Previous work (Heim et al., 2011, Nagarajan et al., 1999) has demonstrated that children with language learning difficulties have less phase-locked gamma band onset responses to sounds presented with a short inter-stimulus interval (ISI). Here we find that degree of gamma phase-locking is linked to non-native speech perception. Given that our stimuli were presented with a short ISI, this could reflect an impaired ability to process rapidly presented sounds on the part of the participants who struggled to learn to perceive English. Future work could examine this hypothesis by examining links between non-native speech perception and gamma phase-locking to stimuli presented at different ISIs. This enhanced gamma phase-locking in participants better able to perceive English may also reflect greater recruitment of speech processing resources in response to synthesized English speech sounds in these participants, as gamma phase-locking has been shown to be greater for speech stimuli as compared to non-speech stimuli (Palva et al., 2002). This would be consistent with fMRI evidence showing that subjects who are better at learning novel speech sounds display more STG activity when passively listening to speech sounds (Archila-Suerte, Bunta, & Hernandez, 2016). Finally, gamma phase-locking has also been hypothesized to be an important component of speech perception in multi-time resolution models (Poeppel, Idsardi, & van Wassenhove, 2008), in which phonetic information is carried within the gamma band and prosodic information is carried within the delta and theta bands. Greater gamma phase-locking in the participants who were better able to perceive English speech may, therefore, indicate more precise neural encoding of the timing of the speech envelope. This interpretation is supported by our finding that gamma phase-locking was correlated with FFR phase-locking.
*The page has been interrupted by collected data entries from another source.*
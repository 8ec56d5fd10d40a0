//! Geographic locations and ecosystem classes

use serde::{Deserialize, Serialize};

use crate::errors::{MonitoringError, MonitoringResult};

/// WGS84 coordinate in decimal degrees
#[derive(Debug, Clone, Copy, PartialEq, Serialize, Deserialize)]
pub struct GeoPoint {
    pub latitude: f64,
    pub longitude: f64,
}

impl GeoPoint {
    pub fn new(latitude: f64, longitude: f64) -> Self {
        Self { latitude, longitude }
    }

    /// Reject coordinates outside the WGS84 domain
    pub fn validate(&self) -> MonitoringResult<()> {
        if !self.latitude.is_finite() || !(-90.0..=90.0).contains(&self.latitude) {
            return Err(MonitoringError::InvalidInput {
                field: "latitude",
                reason: "must be within [-90, 90]",
            });
        }
        if !self.longitude.is_finite() || !(-180.0..=180.0).contains(&self.longitude) {
            return Err(MonitoringError::InvalidInput {
                field: "longitude",
                reason: "must be within [-180, 180]",
            });
        }
        Ok(())
    }

    /// Micro-degree grid key, stable for hashing
    pub fn micro_degrees(&self) -> (i64, i64) {
        (
            (self.latitude * 1e6).round() as i64,
            (self.longitude * 1e6).round() as i64,
        )
    }
}

/// Ecosystem class of a project site
#[derive(Debug, Clone, Copy, PartialEq, Eq, Hash, Default, Serialize, Deserialize)]
#[serde(rename_all = "snake_case")]
pub enum EcosystemType {
    #[default]
    Mangrove,
    Seagrass,
    SaltMarsh,
    TropicalForest,
    TemperateForest,
    Grassland,
}

impl EcosystemType {
    pub const fn name(&self) -> &'static str {
        match self {
            EcosystemType::Mangrove => "mangrove",
            EcosystemType::Seagrass => "seagrass",
            EcosystemType::SaltMarsh => "salt_marsh",
            EcosystemType::TropicalForest => "tropical_forest",
            EcosystemType::TemperateForest => "temperate_forest",
            EcosystemType::Grassland => "grassland",
        }
    }

    /// Typical healthy vegetation index for the ecosystem
    pub const fn baseline_index(&self) -> f64 {
        match self {
            EcosystemType::Mangrove => 0.65,
            EcosystemType::Seagrass => 0.35,
            EcosystemType::SaltMarsh => 0.5,
            EcosystemType::TropicalForest => 0.8,
            EcosystemType::TemperateForest => 0.7,
            EcosystemType::Grassland => 0.45,
        }
    }
}

/// Project site analyzed by the satellite stage
#[derive(Debug, Clone, Copy, PartialEq, Serialize, Deserialize)]
pub struct SiteLocation {
    pub point: GeoPoint,
    pub ecosystem: EcosystemType,
}

impl SiteLocation {
    pub fn new(latitude: f64, longitude: f64, ecosystem: EcosystemType) -> Self {
        Self { point: GeoPoint::new(latitude, longitude), ecosystem }
    }
}
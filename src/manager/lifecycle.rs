use crate::device::{SessionEvent, XrFrame};
use crate::scene::Scene;

/// Receives session and base-layer lifecycle events. The default bodies only log.
pub trait SessionObserver {
    fn handle_session_focus(&mut self) {
        log::info!("[session] handle_session_focus");
    }

    fn handle_session_blur(&mut self) {
        log::info!("[session] handle_session_blur");
    }

    fn handle_session_ended(&mut self) {
        log::info!("[session] handle_session_ended");
    }

    fn handle_layer_focus(&mut self) {
        log::info!("[session] handle_layer_focus");
    }

    fn handle_layer_blur(&mut self) {
        log::info!("[session] handle_layer_blur");
    }
}

#[derive(Debug, Default, Clone, Copy)]
pub struct LoggingObserver;

impl SessionObserver for LoggingObserver {}

pub(crate) fn dispatch(observer: &mut dyn SessionObserver, event: SessionEvent) {
    match event {
        SessionEvent::Focus => observer.handle_session_focus(),
        SessionEvent::Blur => observer.handle_session_blur(),
        SessionEvent::End => observer.handle_session_ended(),
        SessionEvent::LayerFocus => observer.handle_layer_focus(),
        SessionEvent::LayerBlur => observer.handle_layer_blur(),
    }
}

/// Per-frame application hook, run after anchored nodes are updated and
/// before any view is rendered.
pub trait SceneUpdate {
    fn update_scene(&mut self, frame: &dyn XrFrame, scene: &mut Scene);
}

impl<F> SceneUpdate for F
where
    F: FnMut(&dyn XrFrame, &mut Scene),
{
    fn update_scene(&mut self, frame: &dyn XrFrame, scene: &mut Scene) {
        self(frame, scene)
    }
}
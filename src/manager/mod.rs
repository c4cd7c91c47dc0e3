//! Binds an immersive display to the scene renderer: negotiates the session,
//! keeps anchored nodes registered to the device's anchors and renders every
//! view of every frame.

mod lifecycle;

pub use lifecycle::{LoggingObserver, SceneUpdate, SessionObserver};

use crate::config::SessionConfig;
use crate::device::{
    AnchorOffset, CoordinateSystemKind, SessionInit, XrDisplay, XrFrame, XrSession,
};
use crate::error::{XrError, XrResult};
use crate::render::SceneRenderer;
use crate::scene::{Camera, NodeId, Scene, SceneError};
use serde::Serialize;

/// A scene node whose pose follows a device anchor.
#[derive(Debug, Clone, PartialEq)]
pub struct AnchoredNode {
    pub anchor_offset: AnchorOffset,
    pub node: NodeId,
}

#[derive(Debug, Clone, Copy, Default, PartialEq, Eq, Serialize)]
pub struct FrameStats {
    pub frames: u64,
    pub views_rendered: u64,
    pub skipped_renders: u64,
    pub anchor_misses: u64,
}

pub struct XrManager<R: SceneRenderer> {
    displays: Vec<Box<dyn XrDisplay>>,
    display: Option<usize>,
    session: Option<Box<dyn XrSession>>,
    renderer: R,
    camera: Camera,
    scene: Scene,
    updater: Box<dyn SceneUpdate>,
    observer: Box<dyn SessionObserver>,
    anchored_nodes: Vec<AnchoredNode>,
    floor_group: NodeId,
    requested_floor: bool,
    config: SessionConfig,
    stats: FrameStats,
}

impl<R: SceneRenderer> XrManager<R> {
    pub fn new(
        displays: Vec<Box<dyn XrDisplay>>,
        renderer: R,
        camera: Camera,
        mut scene: Scene,
        updater: impl SceneUpdate + 'static,
    ) -> Self {
        let floor_group = scene.create_group("floor");
        Self {
            displays,
            display: None,
            session: None,
            renderer,
            camera,
            scene,
            updater: Box::new(updater),
            observer: Box::new(LoggingObserver),
            anchored_nodes: Vec::new(),
            floor_group,
            requested_floor: false,
            config: SessionConfig::default(),
            stats: FrameStats::default(),
        }
    }

    pub fn with_config(mut self, config: SessionConfig) -> Self {
        self.config = config;
        self
    }

    pub fn with_observer(mut self, observer: impl SessionObserver + 'static) -> Self {
        self.observer = Box::new(observer);
        self
    }

    pub fn displays(&self) -> &[Box<dyn XrDisplay>] {
        &self.displays
    }

    pub fn active_display(&self) -> Option<&dyn XrDisplay> {
        self.display
            .and_then(|index| self.displays.get(index))
            .map(|display| display.as_ref())
    }

    /// Starts a session using the mode and presenting flag from the config.
    pub fn start_configured_session(&mut self) -> XrResult<()> {
        let create_virtual_reality = self.config.create_virtual_reality;
        let start_presenting = self.config.start_presenting;
        self.start_session(create_virtual_reality, start_presenting)
    }

    /// Picks the first display that supports the requested session type and
    /// negotiates a session with it.
    pub fn start_session(
        &mut self,
        create_virtual_reality: bool,
        should_start_presenting: bool,
    ) -> XrResult<()> {
        self.config.validate()?;
        let init = SessionInit::new(create_virtual_reality);

        let Some(index) = self
            .displays
            .iter()
            .position(|display| display.supports_session(&init))
        else {
            log::error!("[session] could not find a display for this type of session");
            return Err(XrError::NoCompatibleDisplay(init.session_type));
        };
        self.display = Some(index);

        if self.session.as_ref().is_some_and(|session| !session.is_ended()) {
            log::info!("[session] ending the previous session before starting a new one");
            self.end_session();
        }

        let delay = self.config.session_request_delay();
        if !delay.is_zero() {
            std::thread::sleep(delay);
        }

        let display = &mut self.displays[index];
        let mut session = display.request_session(&init).map_err(|err| {
            log::error!("[session] error requesting session: {err}");
            err
        })?;
        log::info!(
            "[session] {:?} session started on {}",
            init.session_type,
            display.display_name()
        );

        session.set_depth_range(self.config.depth_near, self.config.depth_far);
        self.session = Some(session);

        if should_start_presenting {
            self.start_presenting()?;
        }
        Ok(())
    }

    /// Binds the session's base layer to the renderer and arms the first frame.
    pub fn start_presenting(&mut self) -> XrResult<()> {
        let context = self.renderer.context();
        let Some(session) = self.session.as_mut() else {
            log::error!("[session] can not start presenting without a session");
            return Err(XrError::NoSession);
        };

        let layer = session.create_base_layer(context)?;
        log::debug!(
            "[session] presenting into {}x{} base layer",
            layer.framebuffer_width,
            layer.framebuffer_height
        );
        session.request_frame();
        Ok(())
    }

    /// Delivers pending lifecycle events, then handles at most one frame.
    /// Returns whether a frame was handled.
    pub fn pump_frame(&mut self) -> XrResult<bool> {
        self.dispatch_events();
        let Some(session) = self.session.as_mut() else {
            return Err(XrError::NoSession);
        };
        if session.is_ended() {
            return Ok(false);
        }
        let Some(frame) = session.poll_frame() else {
            return Ok(false);
        };

        self.handle_frame(frame.as_ref())?;
        Ok(true)
    }

    /// Pumps frames until the session stops delivering them or `max_frames`
    /// have been handled.
    pub fn run(&mut self, max_frames: u32) -> XrResult<u32> {
        let mut handled = 0;
        while handled < max_frames {
            if !self.pump_frame()? {
                break;
            }
            handled += 1;
        }
        self.dispatch_events();
        Ok(handled)
    }

    pub fn handle_frame(&mut self, frame: &dyn XrFrame) -> XrResult<()> {
        let session = self.session.as_mut().ok_or(XrError::NoSession)?;
        session.request_frame();
        let layer = session.base_layer().copied();

        let head_pose = frame
            .coordinate_system(CoordinateSystemKind::HeadModel)
            .and_then(|head_model| frame.view_pose(&head_model));

        if !self.requested_floor {
            self.requested_floor = true;
            self.request_floor_anchor(frame);
        }

        for AnchoredNode {
            anchor_offset,
            node,
        } in self.anchored_nodes.clone()
        {
            self.update_node_from_anchor_offset(frame, node, &anchor_offset);
        }

        self.update_scene(frame);
        self.stats.frames += 1;

        let Some(head_pose) = head_pose else {
            log::warn!("[frame] no head pose for frame {}; skipping render", self.stats.frames);
            self.stats.skipped_renders += 1;
            return Ok(());
        };
        let Some(layer) = layer else {
            log::error!("[frame] {}; skipping render", XrError::NoBaseLayer);
            self.stats.skipped_renders += 1;
            return Ok(());
        };

        self.renderer.set_auto_clear(false);
        self.renderer
            .set_size(layer.framebuffer_width, layer.framebuffer_height, false);
        self.renderer.clear();
        self.camera.matrix_auto_update = false;

        for view in frame.views() {
            self.camera.projection_matrix = view.projection_matrix;
            self.camera.matrix = head_pose.pose_model_matrix;
            self.camera.update_matrix_world();

            self.renderer.clear_depth();
            self.renderer.set_viewport(view.viewport(&layer));
            self.do_render()?;
            self.stats.views_rendered += 1;
        }
        Ok(())
    }

    /// Runs the application hook for this frame.
    pub fn update_scene(&mut self, frame: &dyn XrFrame) {
        self.updater.update_scene(frame, &mut self.scene);
    }

    pub fn do_render(&mut self) -> XrResult<()> {
        self.renderer.render(&mut self.scene, &self.camera)?;
        Ok(())
    }

    /// Adds `node` to the scene and keeps its pose driven by `anchor_offset`.
    pub fn add_anchored_node(&mut self, anchor_offset: AnchorOffset, node: NodeId) -> XrResult<()> {
        self.scene.add(node)?;
        log::debug!(
            "[anchors] tracking node {:?} against anchor {}",
            node,
            anchor_offset.anchor_uid
        );
        self.anchored_nodes.push(AnchoredNode {
            anchor_offset,
            node,
        });
        Ok(())
    }

    /// Writes the tracker-space pose of `anchor_offset` into `node`. Returns
    /// false, leaving the node untouched, when the pose cannot be resolved.
    pub fn update_node_from_anchor_offset(
        &mut self,
        frame: &dyn XrFrame,
        node: NodeId,
        anchor_offset: &AnchorOffset,
    ) -> bool {
        let Some(anchor) = frame.anchor(&anchor_offset.anchor_uid) else {
            log::error!("[anchors] unknown anchor uid {}", anchor_offset.anchor_uid);
            self.stats.anchor_misses += 1;
            return false;
        };

        let offset_coordinates = anchor_offset.transformed_coordinates(&anchor);
        let pose = if offset_coordinates.coordinate_system.kind == CoordinateSystemKind::Tracker {
            offset_coordinates.pose_matrix
        } else {
            let tracker_pose = frame
                .coordinate_system(CoordinateSystemKind::Tracker)
                .and_then(|tracker| offset_coordinates.transformed_to(&tracker));
            match tracker_pose {
                Some(coordinates) => coordinates.pose_matrix,
                None => {
                    log::error!(
                        "[anchors] anchor {} cannot be expressed in tracker space",
                        anchor_offset.anchor_uid
                    );
                    self.stats.anchor_misses += 1;
                    return false;
                }
            }
        };

        let updated = self
            .scene
            .set_matrix(node, pose)
            .and_then(|()| self.scene.update_matrix_world(node));
        match updated {
            Ok(()) => true,
            Err(SceneError::NoSuchNode(_)) => {
                log::warn!("[anchors] node {node:?} left the scene; no longer tracking it");
                self.anchored_nodes.retain(|anchored| anchored.node != node);
                false
            }
            Err(err) => {
                log::error!("[anchors] failed to update anchored node: {err}");
                false
            }
        }
    }

    pub fn end_session(&mut self) {
        if let Some(session) = self.session.as_mut() {
            session.end();
        }
        self.dispatch_events();
    }

    pub fn session(&self) -> Option<&dyn XrSession> {
        self.session.as_deref()
    }

    pub fn renderer(&self) -> &R {
        &self.renderer
    }

    pub fn camera(&self) -> &Camera {
        &self.camera
    }

    pub fn scene(&self) -> &Scene {
        &self.scene
    }

    pub fn scene_mut(&mut self) -> &mut Scene {
        &mut self.scene
    }

    pub fn floor_group(&self) -> NodeId {
        self.floor_group
    }

    pub fn anchored_nodes(&self) -> &[AnchoredNode] {
        &self.anchored_nodes
    }

    pub fn stats(&self) -> &FrameStats {
        &self.stats
    }

    pub fn config(&self) -> &SessionConfig {
        &self.config
    }

    fn request_floor_anchor(&mut self, frame: &dyn XrFrame) {
        match frame.find_floor_anchor(&self.config.floor_anchor_name) {
            Ok(Some(anchor_offset)) => {
                if let Err(err) = self.add_anchored_node(anchor_offset, self.floor_group) {
                    log::error!("[anchors] failed to attach the floor group: {err}");
                }
            }
            Ok(None) => log::error!("[anchors] could not find the floor anchor"),
            Err(err) => log::error!("[anchors] error finding the floor anchor: {err}"),
        }
    }

    fn dispatch_events(&mut self) {
        let Some(session) = self.session.as_mut() else {
            return;
        };
        while let Some(event) = session.poll_event() {
            lifecycle::dispatch(self.observer.as_mut(), event);
        }
    }
}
One limitation of this work is that it is difficult to rule out the possibility that the link between neural sound encoding and non-native speech perceptual ability is driven by experiential factors. Time spent in the United Kingdom, for example, was linked to both F0 phase-locking and English perception, a relationship which is likely contributing to the link between F0 phase-locking and speech perception performance. However, the relationship between neural sound encoding and non-native speech perception held even after time in the UK and age of arrival were controlled for, suggesting that this relationship partially reflects the dependence of successful non-native language learning on auditory skills. Moreover, the relationship between non-native speech perception and F0 phase-locking held both for the neural response to the consonant, which did not overlap with any Japanese speech sound category, and the response to the vowel, which contained formant frequencies similar to those of the Japanese [a] (Nishi et al., 2008). Nevertheless, in a retrospective study it is difficult to account for all possible confounding experiential factors. This limitation could be addressed in future work in which participants are tested prior to beginning study of a foreign language for the first time or through the use of very short-term training paradigms (Lim & Holt, 2011).